Patients score 2 wins at @US_FDA

Two recent items from the U.S. Food & Drug Administration show that someone at the agency has their eye on patients.

The first is the Patient Preference Initiative recently launched by FDA's Center for Devices & Radiological Health. The program aims to give a voice to "patient preferences" during FDA's regulatory process as it weighs the risks and benefits of the products it regulates.

The cool part about the Patient Preference Initiative is that it appears not to be a single point of review, but rather both consultative before products go to market and reflective after they are in the wild.

Michelle McMurry-Heath, MD, PhD, Associate Director for Science at FDA’s Center for Devices & Radiological Health, wrote in the FDA blog:

Patients, after all, are at the core of our mission and the focus of our vision. 

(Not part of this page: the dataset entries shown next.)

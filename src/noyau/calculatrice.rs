//! Calculatrice à porte PIN.
//!
//! Pavé classique (chiffres, + - * / %, =, DEL, C). Sur "=", la forme canonique
//! `{premier}{op}{second}` (sans espaces, ex: "11-89") est comparée à la liste
//! d’équations fournie par le serveur :
//! - trouvée     => mode PIN (affichage vidé, tampon PIN prêt)
//! - pas trouvée => calcul normal, le résultat devient le premier opérande (enchaînement)
//!
//! Contrats :
//! - Aucune I/O ici : la liste est injectée, la soumission est coupée en deux
//!   (`submit_pin` / `fin_soumission`), l’appel réseau vit dans app/.
//! - Tout est total : division par zéro => Infinity/NaN affichés, jamais de panique.
//! - Le tampon PIN n’existe que si une équation est posée.

use serde::Serialize;

use super::nombre::{est_editable, format_nombre, lire_affichage};
use super::operation::Operateur;

/// Identifiants envoyés au login (noms de champs imposés par l’API).
#[derive(Clone, Debug, PartialEq, Eq, Serialize)]
pub struct Identifiants {
    pub calculate_str: String,
    pub secret_pin: String,
}

#[derive(Clone, Copy, Debug, PartialEq, Eq)]
pub enum Phase {
    /// Saisie d’un premier nombre (ou repos, affichage "0").
    Idle,
    /// Opérateur armé : le second opérande est en cours de saisie.
    AwaitingOperator,
    /// "=" vient de produire un résultat, qui est le nouveau premier opérande.
    Chaining,
    /// Équation reconnue : les chiffres vont dans le tampon PIN.
    PinEntry,
}

/// Ce que "=" a produit.
#[derive(Clone, Debug, PartialEq)]
pub enum Issue {
    /// Rien à évaluer (mode PIN).
    Rien,
    Resultat(f64),
    PinDemande(String),
}

#[derive(Clone, Debug)]
pub struct Calculatrice {
    affichage: String,
    premier: Option<f64>,
    operateur: Option<Operateur>,
    // le prochain chiffre remplace l’affichage au lieu de s’y ajouter
    attente_second: bool,
    resultat: bool,

    equation: Option<String>,
    pin: String,
    envoi_en_cours: bool,

    liste: Vec<String>,
}

impl Default for Calculatrice {
    fn default() -> Self {
        Self {
            affichage: "0".to_string(),
            premier: None,
            operateur: None,
            attente_second: false,
            resultat: false,
            equation: None,
            pin: String::new(),
            envoi_en_cours: false,
            liste: Vec::new(),
        }
    }
}

/// Forme canonique comparée à la liste du serveur.
pub fn canonique(premier: f64, op: Operateur, second: f64) -> String {
    format!(
        "{}{}{}",
        format_nombre(premier),
        op.symbole(),
        format_nombre(second)
    )
}

impl Calculatrice {
    pub fn avec_liste(liste: Vec<String>) -> Self {
        Self {
            liste,
            ..Self::default()
        }
    }

    /* ------------------------ Lecture ------------------------ */

    pub fn phase(&self) -> Phase {
        if self.equation.is_some() {
            Phase::PinEntry
        } else if self.operateur.is_some() {
            Phase::AwaitingOperator
        } else if self.resultat {
            Phase::Chaining
        } else {
            Phase::Idle
        }
    }

    pub fn affichage(&self) -> &str {
        &self.affichage
    }

    pub fn premier(&self) -> Option<f64> {
        self.premier
    }

    pub fn operateur(&self) -> Option<Operateur> {
        self.operateur
    }

    pub fn equation(&self) -> Option<&str> {
        self.equation.as_deref()
    }

    pub fn pin(&self) -> &str {
        &self.pin
    }

    pub fn envoi_en_cours(&self) -> bool {
        self.envoi_en_cours
    }

    pub fn liste(&self) -> &[String] {
        &self.liste
    }

    /// Remplace la liste d’équations (chargement ou rechargement).
    pub fn set_allow_list(&mut self, liste: Vec<String>) {
        self.liste = liste;
    }

    /* ------------------------ Saisie ------------------------ */

    /// Chiffre '0'..='9' (le reste est ignoré).
    pub fn input_digit(&mut self, d: char) {
        if !d.is_ascii_digit() {
            return;
        }

        if self.equation.is_some() {
            if !self.envoi_en_cours {
                self.pin.push(d);
            }
            return;
        }

        let nouvelle = self.apres_resultat();
        if nouvelle {
            self.oublier_resultat();
        }
        if nouvelle || self.attente_second {
            self.affichage = d.to_string();
            self.attente_second = false;
            return;
        }

        if self.affichage == "0" || !est_editable(&self.affichage) {
            self.affichage = d.to_string();
        } else {
            self.affichage.push(d);
        }
    }

    /// Séparateur décimal.
    pub fn input_point(&mut self) {
        if self.equation.is_some() {
            return;
        }

        let nouvelle = self.apres_resultat();
        if nouvelle {
            self.oublier_resultat();
        }
        if nouvelle || self.attente_second {
            self.affichage = "0.".to_string();
            self.attente_second = false;
            return;
        }

        if !est_editable(&self.affichage) {
            self.affichage = "0.".to_string();
        } else if !self.affichage.contains('.') {
            self.affichage.push('.');
        }
    }

    /// Capture le premier opérande, ou replie l’opérateur en attente
    /// (calcul enchaîné : 5 + 3 * => affiche 8).
    pub fn input_operator(&mut self, op: Operateur) {
        if self.equation.is_some() {
            return;
        }

        let valeur = lire_affichage(&self.affichage);

        match (self.premier, self.operateur) {
            (Some(p), Some(en_attente)) => {
                // opérateur tapé deux fois de suite : on remplace seulement
                if !self.attente_second {
                    let r = en_attente.appliquer(p, valeur);
                    self.affichage = format_nombre(r);
                    self.premier = Some(r);
                }
            }
            _ => self.premier = Some(valeur),
        }

        self.operateur = Some(op);
        self.attente_second = true;
        self.resultat = false;
    }

    /// "=" : équation reconnue => mode PIN ; sinon calcul + enchaînement.
    pub fn evaluate(&mut self) -> Issue {
        if self.equation.is_some() {
            return Issue::Rien;
        }

        let second = lire_affichage(&self.affichage);

        let (premier, op) = match (self.premier, self.operateur) {
            (Some(p), Some(op)) => (p, op),
            _ => {
                // "5 =" : le nombre affiché devient le premier opérande
                self.premier = Some(second);
                self.attente_second = true;
                self.resultat = true;
                return Issue::Resultat(second);
            }
        };

        let canon = canonique(premier, op, second);
        if self.liste.iter().any(|e| *e == canon) {
            self.entrer_pin(canon.clone());
            return Issue::PinDemande(canon);
        }

        let r = op.appliquer(premier, second);
        self.affichage = format_nombre(r);
        self.premier = Some(r);
        self.operateur = None;
        self.attente_second = true;
        self.resultat = true;
        Issue::Resultat(r)
    }

    /// DEL : dernier chiffre du PIN, ou dernier caractère de l’affichage.
    /// Tampon PIN vidé => retour complet au repos (l’équation part avec).
    pub fn delete(&mut self) {
        if self.equation.is_some() {
            if self.envoi_en_cours {
                return;
            }
            self.pin.pop();
            if self.pin.is_empty() {
                self.reinitialiser();
            }
            return;
        }

        // "11 -" puis DEL : on retire l’opérateur, le premier redevient éditable
        if self.operateur.is_some() && self.attente_second {
            self.operateur = None;
            self.premier = None;
            self.attente_second = false;
            return;
        }

        if !est_editable(&self.affichage) {
            self.reinitialiser();
            return;
        }

        if self.resultat {
            // on édite le résultat : il redevient une saisie ordinaire
            self.premier = None;
            self.resultat = false;
            self.attente_second = false;
        }

        self.affichage.pop();
        if self.affichage.is_empty() || self.affichage == "-" {
            self.reinitialiser();
        }
    }

    /// C : retour au repos, affichage "0", ni équation ni PIN.
    /// La liste est conservée ; un envoi déjà parti reste marqué en cours
    /// jusqu’à `fin_soumission` (un seul envoi à la fois).
    pub fn clear(&mut self) {
        self.reinitialiser();
    }

    /* ------------------------ Soumission du PIN ------------------------ */

    /// Prépare l’envoi : None si pas en mode PIN, PIN vide, ou envoi déjà en cours.
    pub fn submit_pin(&mut self) -> Option<Identifiants> {
        let equation = self.equation.as_ref()?;
        if self.pin.is_empty() || self.envoi_en_cours {
            return None;
        }

        self.envoi_en_cours = true;
        Some(Identifiants {
            calculate_str: equation.clone(),
            secret_pin: self.pin.clone(),
        })
    }

    /// Retour du login.
    /// - succès : retour au repos (la navigation est gérée par l’app)
    /// - échec  : seul le PIN est vidé, l’équation reste pour réessayer
    pub fn fin_soumission(&mut self, succes: bool) {
        self.envoi_en_cours = false;
        if succes {
            self.reinitialiser();
        } else {
            self.pin.clear();
        }
    }

    /* ------------------------ Interne ------------------------ */

    /// Résultat affiché, aucun opérateur en attente : la prochaine saisie
    /// démarre un nouveau calcul.
    fn apres_resultat(&self) -> bool {
        self.resultat && self.operateur.is_none()
    }

    fn oublier_resultat(&mut self) {
        self.premier = None;
        self.resultat = false;
    }

    fn entrer_pin(&mut self, equation: String) {
        self.affichage.clear();
        self.premier = None;
        self.operateur = None;
        self.attente_second = false;
        self.resultat = false;
        self.pin.clear();
        self.equation = Some(equation);
    }

    fn reinitialiser(&mut self) {
        self.affichage = "0".to_string();
        self.premier = None;
        self.operateur = None;
        self.attente_second = false;
        self.resultat = false;
        self.equation = None;
        self.pin.clear();
    }
}
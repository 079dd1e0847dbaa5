//! Tests de la calculatrice à porte PIN : scénarios du pavé, mode PIN, soumission.

use super::calculatrice::{canonique, Calculatrice, Identifiants, Issue, Phase};
use super::operation::Operateur;

fn liste_demo() -> Vec<String> {
    ["11-89", "22-2", "8+133"]
        .iter()
        .map(|s| s.to_string())
        .collect()
}

/// Tape une suite de touches ("11-89=", "5/0=", "C", "<" pour DEL).
fn taper(c: &mut Calculatrice, touches: &str) {
    for t in touches.chars() {
        match t {
            '0'..='9' => c.input_digit(t),
            '.' => c.input_point(),
            '=' => {
                c.evaluate();
            }
            '<' => c.delete(),
            'C' => c.clear(),
            _ => {
                let op = Operateur::depuis_symbole(t)
                    .unwrap_or_else(|| panic!("touche inconnue: {t:?}"));
                c.input_operator(op);
            }
        }
    }
}

fn assert_repos(c: &Calculatrice) {
    assert_eq!(c.phase(), Phase::Idle);
    assert_eq!(c.affichage(), "0");
    assert_eq!(c.pin(), "");
    assert_eq!(c.equation(), None);
    assert_eq!(c.premier(), None);
    assert_eq!(c.operateur(), None);
}

/* ------------------------ Porte PIN ------------------------ */

#[test]
fn equation_reconnue_ouvre_le_mode_pin() {
    let mut c = Calculatrice::avec_liste(liste_demo());
    taper(&mut c, "11-89");
    assert_eq!(c.phase(), Phase::AwaitingOperator);

    let issue = c.evaluate();
    assert_eq!(issue, Issue::PinDemande("11-89".to_string()));
    assert_eq!(c.phase(), Phase::PinEntry);
    assert_eq!(c.equation(), Some("11-89"));
    assert_eq!(c.pin(), "");
    assert_eq!(c.affichage(), "");
}

#[test]
fn equation_reconnue_apres_calcul_enchaine() {
    // 5 + 3 + => 8 affiché, puis 133 = => "8+133"
    let mut c = Calculatrice::avec_liste(liste_demo());
    taper(&mut c, "5+3+");
    assert_eq!(c.affichage(), "8");
    taper(&mut c, "133=");
    assert_eq!(c.phase(), Phase::PinEntry);
    assert_eq!(c.equation(), Some("8+133"));
}

#[test]
fn equation_inconnue_calcule_normalement() {
    let mut c = Calculatrice::avec_liste(liste_demo());
    taper(&mut c, "5+5");
    assert_eq!(c.evaluate(), Issue::Resultat(10.0));
    assert_eq!(c.affichage(), "10");
    assert_eq!(c.phase(), Phase::Chaining);
    assert_eq!(c.premier(), Some(10.0));
    assert_eq!(c.equation(), None);
}

#[test]
fn liste_vide_calculatrice_ordinaire() {
    let mut c = Calculatrice::default();
    taper(&mut c, "11-89=");
    assert_eq!(c.phase(), Phase::Chaining);
    assert_eq!(c.affichage(), "-78");
}

#[test]
fn comparaison_exacte_sans_normalisation() {
    // "011" est lu 11 : la forme canonique reste "11-89"
    let mut c = Calculatrice::avec_liste(liste_demo());
    taper(&mut c, "011-89=");
    assert_eq!(c.equation(), Some("11-89"));

    // "22-2.0" => second lu 2 => "22-2"
    let mut c = Calculatrice::avec_liste(liste_demo());
    taper(&mut c, "22-2.0=");
    assert_eq!(c.equation(), Some("22-2"));

    // "11.5-89" n’est pas dans la liste
    let mut c = Calculatrice::avec_liste(liste_demo());
    taper(&mut c, "11.5-89=");
    assert_eq!(c.phase(), Phase::Chaining);
    assert_eq!(c.affichage(), "-77.5");
}

#[test]
fn forme_canonique() {
    assert_eq!(canonique(11.0, Operateur::Moins, 89.0), "11-89");
    assert_eq!(canonique(0.5, Operateur::Fois, -2.0), "0.5*-2");
    assert_eq!(canonique(-0.0, Operateur::Plus, 1.0), "0+1");
    assert_eq!(canonique(f64::INFINITY, Operateur::Modulo, 3.0), "Infinity%3");
}

/* ------------------------ Calcul enchaîné ------------------------ */

#[test]
fn division_par_zero_sans_panique() {
    let mut c = Calculatrice::avec_liste(vec!["5/1".to_string(), "Infinity-1".to_string()]);
    taper(&mut c, "5/0=");
    assert_eq!(c.affichage(), "Infinity");
    assert_eq!(c.phase(), Phase::Chaining);
    assert_eq!(c.equation(), None);

    // 0/0 => NaN, toujours utilisable
    taper(&mut c, "C0/0=");
    assert_eq!(c.affichage(), "NaN");
    taper(&mut c, "7");
    assert_eq!(c.affichage(), "7");
}

#[test]
fn resultat_devient_premier_operande() {
    let mut c = Calculatrice::default();
    taper(&mut c, "2+3=");
    taper(&mut c, "*4=");
    assert_eq!(c.affichage(), "20");
    assert_eq!(c.premier(), Some(20.0));
}

#[test]
fn chiffre_apres_resultat_demarre_une_nouvelle_saisie() {
    let mut c = Calculatrice::default();
    taper(&mut c, "2+3=");
    taper(&mut c, "7");
    assert_eq!(c.affichage(), "7");
    assert_eq!(c.phase(), Phase::Idle);
    assert_eq!(c.premier(), None);

    taper(&mut c, "+1=");
    assert_eq!(c.affichage(), "8");
}

#[test]
fn point_apres_resultat_demarre_une_nouvelle_saisie() {
    let mut c = Calculatrice::default();
    taper(&mut c, "2+3=.5");
    assert_eq!(c.affichage(), "0.5");
    assert_eq!(c.premier(), None);
    assert_eq!(c.phase(), Phase::Idle);

    // après un opérateur, le résultat reste le premier opérande
    taper(&mut c, "C2+3=*2=");
    assert_eq!(c.affichage(), "10");
}

#[test]
fn operateur_repete_remplace_seulement() {
    let mut c = Calculatrice::default();
    taper(&mut c, "9+-*");
    assert_eq!(c.operateur(), Some(Operateur::Fois));
    assert_eq!(c.affichage(), "9");
    taper(&mut c, "2=");
    assert_eq!(c.affichage(), "18");
}

#[test]
fn modulo_et_decimaux() {
    let mut c = Calculatrice::default();
    taper(&mut c, "17%5=");
    assert_eq!(c.affichage(), "2");

    taper(&mut c, "C0.1+0.2=");
    assert_eq!(c.affichage(), "0.30000000000000004");

    // point déjà présent : ignoré
    taper(&mut c, "C1..5");
    assert_eq!(c.affichage(), "1.5");
}

#[test]
fn egal_sans_operateur_passe_en_enchainement() {
    let mut c = Calculatrice::default();
    taper(&mut c, "42=");
    assert_eq!(c.phase(), Phase::Chaining);
    assert_eq!(c.premier(), Some(42.0));
    taper(&mut c, "+8=");
    assert_eq!(c.affichage(), "50");
}

/* ------------------------ DEL / C ------------------------ */

#[test]
fn clear_depuis_tous_les_etats() {
    let mut c = Calculatrice::avec_liste(liste_demo());

    taper(&mut c, "123C");
    assert_repos(&c);

    taper(&mut c, "12+3C");
    assert_repos(&c);

    taper(&mut c, "2+3=C");
    assert_repos(&c);

    taper(&mut c, "11-89=4567C");
    assert_repos(&c);
    assert_eq!(c.liste().len(), 3);
}

#[test]
fn delete_sur_affichage_par_defaut_equivaut_a_clear() {
    let mut c = Calculatrice::default();
    c.delete();
    assert_repos(&c);
}

#[test]
fn delete_retire_le_dernier_caractere() {
    let mut c = Calculatrice::default();
    taper(&mut c, "123<");
    assert_eq!(c.affichage(), "12");
    taper(&mut c, "<<");
    assert_repos(&c);
}

#[test]
fn delete_apres_operateur_retire_l_operateur() {
    let mut c = Calculatrice::default();
    taper(&mut c, "12+<");
    assert_eq!(c.operateur(), None);
    assert_eq!(c.affichage(), "12");
    taper(&mut c, "3");
    assert_eq!(c.affichage(), "123");
}

#[test]
fn delete_sur_resultat() {
    let mut c = Calculatrice::default();
    taper(&mut c, "6*7=<");
    assert_eq!(c.affichage(), "4");
    assert_eq!(c.phase(), Phase::Idle);

    taper(&mut c, "C5/0=<");
    assert_repos(&c);
}

#[test]
fn delete_en_mode_pin() {
    let mut c = Calculatrice::avec_liste(liste_demo());
    taper(&mut c, "22-2=12");
    assert_eq!(c.pin(), "12");

    c.delete();
    assert_eq!(c.pin(), "1");
    assert_eq!(c.phase(), Phase::PinEntry);

    // tampon vidé => l’équation part avec
    c.delete();
    assert_repos(&c);
}

/* ------------------------ Soumission ------------------------ */

#[test]
fn soumission_pin() {
    let mut c = Calculatrice::avec_liste(liste_demo());
    taper(&mut c, "11-89=");
    assert_eq!(c.submit_pin(), None, "PIN vide : rien à envoyer");

    taper(&mut c, "4321");
    assert_eq!(c.affichage(), "");
    let id = c.submit_pin().expect("identifiants");
    assert_eq!(
        id,
        Identifiants {
            calculate_str: "11-89".to_string(),
            secret_pin: "4321".to_string(),
        }
    );
    assert!(c.envoi_en_cours());

    // un seul envoi à la fois, saisie gelée
    assert_eq!(c.submit_pin(), None);
    taper(&mut c, "9<");
    assert_eq!(c.pin(), "4321");
}

#[test]
fn echec_vide_le_pin_et_garde_l_equation() {
    let mut c = Calculatrice::avec_liste(liste_demo());
    taper(&mut c, "11-89=4321");
    c.submit_pin();
    c.fin_soumission(false);

    assert!(!c.envoi_en_cours());
    assert_eq!(c.phase(), Phase::PinEntry);
    assert_eq!(c.equation(), Some("11-89"));
    assert_eq!(c.pin(), "");

    // nouvel essai
    taper(&mut c, "1111");
    assert_eq!(c.submit_pin().map(|i| i.secret_pin), Some("1111".to_string()));
}

#[test]
fn succes_retour_au_repos() {
    let mut c = Calculatrice::avec_liste(liste_demo());
    taper(&mut c, "11-89=4321");
    c.submit_pin();
    c.fin_soumission(true);
    assert_repos(&c);
    assert!(!c.envoi_en_cours());
}

#[test]
fn clear_pendant_envoi_garde_le_verrou() {
    let mut c = Calculatrice::avec_liste(liste_demo());
    taper(&mut c, "11-89=4321");
    c.submit_pin();
    c.clear();
    assert_eq!(c.phase(), Phase::Idle);
    assert!(c.envoi_en_cours());

    taper(&mut c, "11-89=1");
    assert_eq!(c.submit_pin(), None);

    c.fin_soumission(false);
    assert!(!c.envoi_en_cours());
}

The second is FDA's decision this week to better regulate some of the quickly growing list of mobile apps that are dedicated to health. FDA "intends to focus its regulatory oversight" on apps that perform critical health functions and could lead to patient harm. 

Jeffrey Shuren, MD, JD, Director of FDA's Center for Devices & Radiological Health, said in a New York Times article:

“We have worked hard to strike the right balance, reviewing only the mobile apps that have the potential to harm consumers if they do not function properly.”

The two examples FDA gives are an app that would allow a caregiver to make a diagnosis by reviewing radiology images on a smartphone or tablet and an app that turns a smartphone into an electrocardiography (ECG) to detect heart rhythm abnormalities. 

Applause to FDA for both of these moves that clearly put patients first.